= For Phormion =

Speech composed by Demosthenes

"For Phormion" (Παραγραφὴ ὑπὲρ Φορμίωνος) was a speech composed by the Athenian logographer Demosthenes.
It was delivered on Phormion's behalf, possibly by Demosthenes himself, probably in 350-49 BC. It is the thirty-sixth speech in the Demosthenic Corpus.

==Contents==
Phormion (Note: This Phormion is not the same as the one prosecuted by Chryssipus in "Against Phormion", the 34th speech in the Demosthenic corpus.) was a former slave who had been given his freedom as a reward for his good service. When Pasion, his former owner, died, Phormion was named in the will as one of the guardians of Pasion's youngest son Pasikles, who was still a child, in which position he was responsible for the management of Pasion's estate. He also married Pasion's widow Archippe.

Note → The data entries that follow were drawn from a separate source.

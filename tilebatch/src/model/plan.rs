//! Deriving tiling and loading parameters from a model.

use tracing::{debug, warn};

use super::{ModelConfigError, ModelConfiguration};
use crate::config::PipelineSettings;
use crate::loader::LoaderConfig;
use crate::tiler::{TileSpec, TilingPolicy};

/// Physical pixel size of the image being processed.
#[derive(Debug, Clone, Copy, PartialEq)]
pub struct PixelCalibration {
    pixel_width_um: f64,
    pixel_height_um: f64,
}

impl PixelCalibration {
    pub fn new(pixel_width_um: f64, pixel_height_um: f64) -> Result<Self, ModelConfigError> {
        for size in [pixel_width_um, pixel_height_um] {
            if !size.is_finite() || size <= 0.0 {
                return Err(ModelConfigError::InvalidPixelSize(size));
            }
        }
        Ok(Self {
            pixel_width_um,
            pixel_height_um,
        })
    }

    /// Square pixels of `pixel_size_um`.
    pub fn square(pixel_size_um: f64) -> Result<Self, ModelConfigError> {
        Self::new(pixel_size_um, pixel_size_um)
    }

    pub fn pixel_width_um(&self) -> f64 {
        self.pixel_width_um
    }

    pub fn pixel_height_um(&self) -> f64 {
        self.pixel_height_um
    }

    /// Mean of width and height.
    pub fn averaged(&self) -> f64 {
        (self.pixel_width_um + self.pixel_height_um) / 2.0
    }
}

/// Everything needed to tile an image and feed it to a model.
#[derive(Debug, Clone, PartialEq)]
pub struct InferencePlan {
    tile_spec: TileSpec,
    loader: LoaderConfig,
    class_names: Vec<String>,
    apply_softmax: bool,
}

impl InferencePlan {
    /// Derives a plan for running `model` on an image.
    ///
    /// Without a calibration the image is assumed to already be at the
    /// model's spacing, so patches are read 1:1. The prefetch depth is
    /// derived from `batch_size` and `num_workers`.
    pub fn new(
        model: &ModelConfiguration,
        calibration: Option<PixelCalibration>,
        batch_size: usize,
        num_workers: usize,
    ) -> Result<Self, ModelConfigError> {
        let pipeline = PipelineSettings {
            batch_size,
            num_workers,
            ..PipelineSettings::default()
        };
        Self::with_pipeline(model, calibration, &pipeline)
    }

    /// Like [`InferencePlan::new`], but takes batch size, worker count,
    /// prefetch depth and shutdown ceiling from `pipeline`.
    pub fn with_pipeline(
        model: &ModelConfiguration,
        calibration: Option<PixelCalibration>,
        pipeline: &PipelineSettings,
    ) -> Result<Self, ModelConfigError> {
        model.validate()?;

        let patch = model.patch_size_pixels as f64;
        let (downsample, tile_width, tile_height) = match calibration {
            Some(cal) => {
                let tile_microns = patch * model.spacing_um_px;
                (
                    model.spacing_um_px / cal.averaged(),
                    (tile_microns / cal.pixel_width_um() + 0.5) as u32,
                    (tile_microns / cal.pixel_height_um() + 0.5) as u32,
                )
            }
            None => {
                warn!("Pixel calibration not available, so using pixels instead of microns");
                (1.0, model.patch_size_pixels, model.patch_size_pixels)
            }
        };

        let read_size = (patch * downsample).round() as u32;

        for name in model.other_transforms() {
            debug!(transform = name, "Transform applied by engine, not loader");
        }

        let mut builder = pipeline
            .loader_builder()
            .tile_size(read_size, read_size)
            .downsample(downsample);
        if let Some((width, height)) = model.resize_size()? {
            builder = builder.resize(width, height);
        }

        Ok(Self {
            tile_spec: TileSpec::new(tile_width, tile_height, TilingPolicy::default())?,
            loader: builder.build()?,
            class_names: model.class_names.clone(),
            apply_softmax: model.apply_softmax,
        })
    }

    /// Tiler settings for annotations on the image.
    pub fn tile_spec(&self) -> &TileSpec {
        &self.tile_spec
    }

    /// Loader settings for reading the tiles.
    pub fn loader(&self) -> &LoaderConfig {
        &self.loader
    }

    pub fn class_names(&self) -> &[String] {
        &self.class_names
    }

    pub fn apply_softmax(&self) -> bool {
        self.apply_softmax
    }
}

/// Batches each worker may queue: enough for two full batches in flight
/// across the pool, and never fewer than 2.
pub fn prefetch_depth(batch_size: usize, num_workers: usize) -> usize {
    if num_workers == 0 {
        return 2;
    }
    (batch_size * 2).div_ceil(num_workers).max(2)
}

#[cfg(test)]
mod tests {
    use super::*;
    use std::time::Duration;

    fn model(patch: u32, spacing: f64) -> ModelConfiguration {
        ModelConfiguration {
            spec_version: "1.0".to_string(),
            architecture: "resnet34".to_string(),
            num_classes: 2,
            class_names: vec!["Tumor".to_string(), "Other".to_string()],
            patch_size_pixels: patch,
            spacing_um_px: spacing,
            apply_softmax: true,
            transform: Vec::new(),
        }
    }

    #[test]
    fn test_prefetch_depth() {
        assert_eq!(prefetch_depth(1, 4), 2);
        assert_eq!(prefetch_depth(8, 3), 6);
        assert_eq!(prefetch_depth(16, 4), 8);
        assert_eq!(prefetch_depth(3, 2), 3);
    }

    #[test]
    fn test_plan_with_calibration() {
        // 350 px at 0.5 µm/px on a 0.25 µm/px image
        let calibration = PixelCalibration::square(0.25).unwrap();
        let plan = InferencePlan::new(&model(350, 0.5), Some(calibration), 8, 4).unwrap();

        assert_eq!(plan.loader().downsample(), 2.0);
        assert_eq!(plan.loader().tile_width(), 700);
        assert_eq!(plan.tile_spec().tile_width(), 700);
        assert_eq!(plan.tile_spec().tile_height(), 700);
        assert_eq!(plan.loader().num_prefetch(), 4);
        assert_eq!(plan.loader().resize(), None);
        assert_eq!(plan.tile_spec().policy(), TilingPolicy::default());
    }

    #[test]
    fn test_plan_with_rectangular_pixels() {
        let calibration = PixelCalibration::new(0.5, 0.25).unwrap();
        let plan = InferencePlan::new(&model(100, 0.5), Some(calibration), 1, 1).unwrap();

        assert_eq!(plan.tile_spec().tile_width(), 100);
        assert_eq!(plan.tile_spec().tile_height(), 200);
    }

    #[test]
    fn test_plan_without_calibration() {
        let plan = InferencePlan::new(&model(224, 0.5), None, 1, 4).unwrap();

        assert_eq!(plan.loader().downsample(), 1.0);
        assert_eq!(plan.loader().tile_width(), 224);
        assert_eq!(plan.tile_spec().tile_width(), 224);
        assert_eq!(plan.loader().num_prefetch(), 2);
        assert_eq!(plan.class_names(), &["Tumor".to_string(), "Other".to_string()]);
    }

    #[test]
    fn test_plan_uses_resize_transform() {
        let mut model = model(350, 0.5);
        model.transform = vec![crate::model::TransformConfig {
            name: "Resize".to_string(),
            arguments: serde_json::json!({ "size": 224 })
                .as_object()
                .cloned()
                .unwrap(),
        }];

        let plan = InferencePlan::new(&model, None, 1, 1).unwrap();
        assert_eq!(plan.loader().resize(), Some((224, 224)));
    }

    #[test]
    fn test_plan_rejects_zero_workers() {
        let result = InferencePlan::new(&model(224, 0.5), None, 1, 0);
        assert!(matches!(result, Err(ModelConfigError::Loader(_))));
    }

    #[test]
    fn test_plan_honours_pipeline_settings() {
        let pipeline = PipelineSettings {
            batch_size: 8,
            num_workers: 4,
            num_prefetch: Some(7),
            shutdown_ceiling: Duration::from_secs(3),
        };
        let plan = InferencePlan::with_pipeline(&model(224, 0.5), None, &pipeline).unwrap();

        assert_eq!(plan.loader().batch_size(), 8);
        assert_eq!(plan.loader().num_workers(), 4);
        assert_eq!(plan.loader().num_prefetch(), 7);
        assert_eq!(plan.loader().queue_capacity(), 28);
        assert_eq!(plan.loader().shutdown_ceiling(), Duration::from_secs(3));

        // Unset prefetch falls back to the derived depth
        let auto = PipelineSettings {
            num_prefetch: None,
            ..pipeline
        };
        let plan = InferencePlan::with_pipeline(&model(224, 0.5), None, &auto).unwrap();
        assert_eq!(plan.loader().num_prefetch(), prefetch_depth(8, 4));
    }

    #[test]
    fn test_invalid_calibration() {
        assert!(PixelCalibration::new(0.0, 0.25).is_err());
        assert!(PixelCalibration::square(f64::INFINITY).is_err());
    }
}
//! Loader configuration.

use std::time::Duration;

use super::LoaderConfigError;
use crate::region::TileReader;

/// Default number of tiles per batch.
pub const DEFAULT_BATCH_SIZE: usize = 1;

/// Default number of worker threads.
pub const DEFAULT_NUM_WORKERS: usize = 4;

/// Default number of batches each worker may have queued.
pub const DEFAULT_NUM_PREFETCH: usize = 2;

/// Default full-resolution tile edge in pixels.
pub const DEFAULT_TILE_SIZE: u32 = 256;

/// Default upper bound on how long shutdown waits for workers.
pub const DEFAULT_SHUTDOWN_CEILING: Duration = Duration::from_secs(10);

/// Validated configuration for a [`TileLoader`](super::TileLoader).
///
/// # Example
///
/// ```
/// use tilebatch::loader::LoaderConfig;
///
/// let config = LoaderConfig::builder()
///     .batch_size(8)
///     .num_workers(3)
///     .num_prefetch(2)
///     .tile_size(224, 224)
///     .build()
///     .unwrap();
///
/// assert_eq!(config.queue_capacity(), 6);
/// ```
#[derive(Debug, Clone, PartialEq)]
pub struct LoaderConfig {
    batch_size: usize,
    num_workers: usize,
    num_prefetch: usize,
    tile_width: u32,
    tile_height: u32,
    downsample: f64,
    resize: Option<(u32, u32)>,
    shutdown_ceiling: Duration,
}

impl LoaderConfig {
    /// Create a new configuration builder.
    pub fn builder() -> LoaderConfigBuilder {
        LoaderConfigBuilder::default()
    }

    pub fn batch_size(&self) -> usize {
        self.batch_size
    }

    pub fn num_workers(&self) -> usize {
        self.num_workers
    }

    pub fn num_prefetch(&self) -> usize {
        self.num_prefetch
    }

    /// Full-resolution tile width read around each centroid.
    pub fn tile_width(&self) -> u32 {
        self.tile_width
    }

    /// Full-resolution tile height read around each centroid.
    pub fn tile_height(&self) -> u32 {
        self.tile_height
    }

    pub fn downsample(&self) -> f64 {
        self.downsample
    }

    /// Final image size handed to the engine, if resizing.
    pub fn resize(&self) -> Option<(u32, u32)> {
        self.resize
    }

    pub fn shutdown_ceiling(&self) -> Duration {
        self.shutdown_ceiling
    }

    /// Output queue capacity, `num_workers × num_prefetch`.
    pub fn queue_capacity(&self) -> usize {
        self.num_workers * self.num_prefetch
    }

    /// Tile reader matching this configuration.
    pub fn reader(&self) -> TileReader {
        TileReader::new(self.tile_width, self.tile_height, self.downsample, self.resize)
    }
}

impl Default for LoaderConfig {
    fn default() -> Self {
        Self {
            batch_size: DEFAULT_BATCH_SIZE,
            num_workers: DEFAULT_NUM_WORKERS,
            num_prefetch: DEFAULT_NUM_PREFETCH,
            tile_width: DEFAULT_TILE_SIZE,
            tile_height: DEFAULT_TILE_SIZE,
            downsample: 1.0,
            resize: None,
            shutdown_ceiling: DEFAULT_SHUTDOWN_CEILING,
        }
    }
}

/// Builder for [`LoaderConfig`].
#[derive(Debug, Clone, Default)]
pub struct LoaderConfigBuilder {
    config: LoaderConfig,
}

impl LoaderConfigBuilder {
    pub fn batch_size(mut self, batch_size: usize) -> Self {
        self.config.batch_size = batch_size;
        self
    }

    pub fn num_workers(mut self, num_workers: usize) -> Self {
        self.config.num_workers = num_workers;
        self
    }

    pub fn num_prefetch(mut self, num_prefetch: usize) -> Self {
        self.config.num_prefetch = num_prefetch;
        self
    }

    /// Sets the full-resolution tile size.
    pub fn tile_size(mut self, width: u32, height: u32) -> Self {
        self.config.tile_width = width;
        self.config.tile_height = height;
        self
    }

    pub fn downsample(mut self, downsample: f64) -> Self {
        self.config.downsample = downsample;
        self
    }

    /// Resizes every tile to `width × height` after reading.
    pub fn resize(mut self, width: u32, height: u32) -> Self {
        self.config.resize = Some((width, height));
        self
    }

    pub fn shutdown_ceiling(mut self, ceiling: Duration) -> Self {
        self.config.shutdown_ceiling = ceiling;
        self
    }

    /// Validates and returns the configuration.
    pub fn build(self) -> Result<LoaderConfig, LoaderConfigError> {
        let config = self.config;

        if config.batch_size == 0 {
            return Err(LoaderConfigError::ZeroBatchSize);
        }
        if config.num_workers == 0 {
            return Err(LoaderConfigError::ZeroWorkers);
        }
        if config.num_prefetch == 0 {
            return Err(LoaderConfigError::ZeroPrefetch);
        }
        if config.tile_width == 0 || config.tile_height == 0 {
            return Err(LoaderConfigError::InvalidTileSize {
                width: config.tile_width,
                height: config.tile_height,
            });
        }
        if !config.downsample.is_finite() || config.downsample <= 0.0 {
            return Err(LoaderConfigError::InvalidDownsample(config.downsample));
        }
        if let Some((width, height)) = config.resize {
            if width == 0 || height == 0 {
                return Err(LoaderConfigError::InvalidResize { width, height });
            }
        }

        Ok(config)
    }
}
//! Region reading abstraction.
//!
//! The loader never touches pixel storage directly. It asks a
//! [`RegionSource`] for rectangles of the full-resolution image, and the
//! [`TileReader`] decides how each tile is read.
//!
//! ```text
//! ┌──────────────────┐
//! │   Loader worker  │
//! └────────┬─────────┘
//!          │ descriptor centroid
//!          ▼
//! ┌──────────────────┐   fits?   ┌──────────────────────┐
//! │    TileReader    │──────────►│ direct read_region   │
//! │                  │   no      ├──────────────────────┤
//! │                  │──────────►│ padded read + canvas │
//! └────────┬─────────┘           └──────────────────────┘
//!          │ optional resize
//!          ▼
//!     DynamicImage
//! ```
//!
//! Sources must be callable from several worker threads at once, hence the
//! `Send + Sync` bound on [`RegionSource`].

mod error;
mod image_source;
mod reader;

pub use error::RegionError;
pub use image_source::ImageRegionSource;
pub use reader::TileReader;

use image::{ColorType, DynamicImage};

/// A pixel rectangle in full-resolution coordinates plus the downsample to
/// read it at.
#[derive(Debug, Clone, Copy, PartialEq)]
pub struct RegionRequest {
    /// Ratio between full-resolution pixels and output pixels.
    pub downsample: f64,
    pub x: i64,
    pub y: i64,
    pub width: u32,
    pub height: u32,
}

impl RegionRequest {
    pub fn new(downsample: f64, x: i64, y: i64, width: u32, height: u32) -> Self {
        Self {
            downsample,
            x,
            y,
            width,
            height,
        }
    }

    /// Size of the pixel buffer produced for this request.
    pub fn output_size(&self) -> (u32, u32) {
        (
            scaled(self.width, self.downsample),
            scaled(self.height, self.downsample),
        )
    }

    /// Returns true if the rectangle lies entirely inside an image of the
    /// given full-resolution size.
    pub fn fits_within(&self, image_width: u32, image_height: u32) -> bool {
        self.x >= 0
            && self.y >= 0
            && self.x + self.width as i64 <= image_width as i64
            && self.y + self.height as i64 <= image_height as i64
    }
}

fn scaled(length: u32, downsample: f64) -> u32 {
    ((length as f64 / downsample).round() as u32).max(1)
}

/// Host-supplied access to image pixels.
pub trait RegionSource: Send + Sync {
    /// Full-resolution width in pixels.
    fn width(&self) -> u32;

    /// Full-resolution height in pixels.
    fn height(&self) -> u32;

    /// Pixel layout of the buffers this source returns.
    ///
    /// Used for the padding canvas when a tile lies entirely outside the
    /// image and nothing is read.
    fn color(&self) -> ColorType {
        ColorType::Rgb8
    }

    /// Reads a rectangle that lies inside the image.
    fn read_region(&self, request: &RegionRequest) -> Result<DynamicImage, RegionError>;
}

"For Phormion" deals with a dispute between Pasion's elder son, Apollodoros of Acharnae and Phormion, over the handling of Apollodoros' inheritance. Apollodoros had claimed that Phormion had never paid back an 11 talent loan, and prosecuted Phormion to compel him to repay it with interest - a total of 20 talents. To block this, Phormion counter-sued, claiming that Apollodoros had previously made a formal declaration that all Phormion's debts to him had been fulfilled. Apollodoros, he claimed, therefore did not have standing to sue. "For Phormion" was written to deliver as part of this countersuit.

The speech was composed to be presented by a supporter of Phormion, rather than Phormion himself. Phormion had apparently been unable to speak, either due to his poor Greek or incapacity due to illness or old age. Though it is not certain whether the speech was delivered by Demosthenes or another friend of Phormion, the orator Dinarchus writes that Demosthenes did give a speech on behalf of Phormion in a trial; it is likely that this is a reference to "For Phormion".

"For Phormion" is one of the few speeches from ancient Athens for which we have any information about the result of the case. Apollodoros' first speech "Against Stephanos" shows that Phormion's countersuit was successful, and he won the case.

==Works cited==
- MacDowell, D.M. (2004). "Demosthenes: Speeches 27-38"
- MacDowell, D.M. (2009). "Demosthenes the Orator"
- Paley, F. A.; Sandys. J. E. (1886).Select Private Orations of Demosthenes, Part 1 (in Greek with introductory notes in English). Cambridge University Press.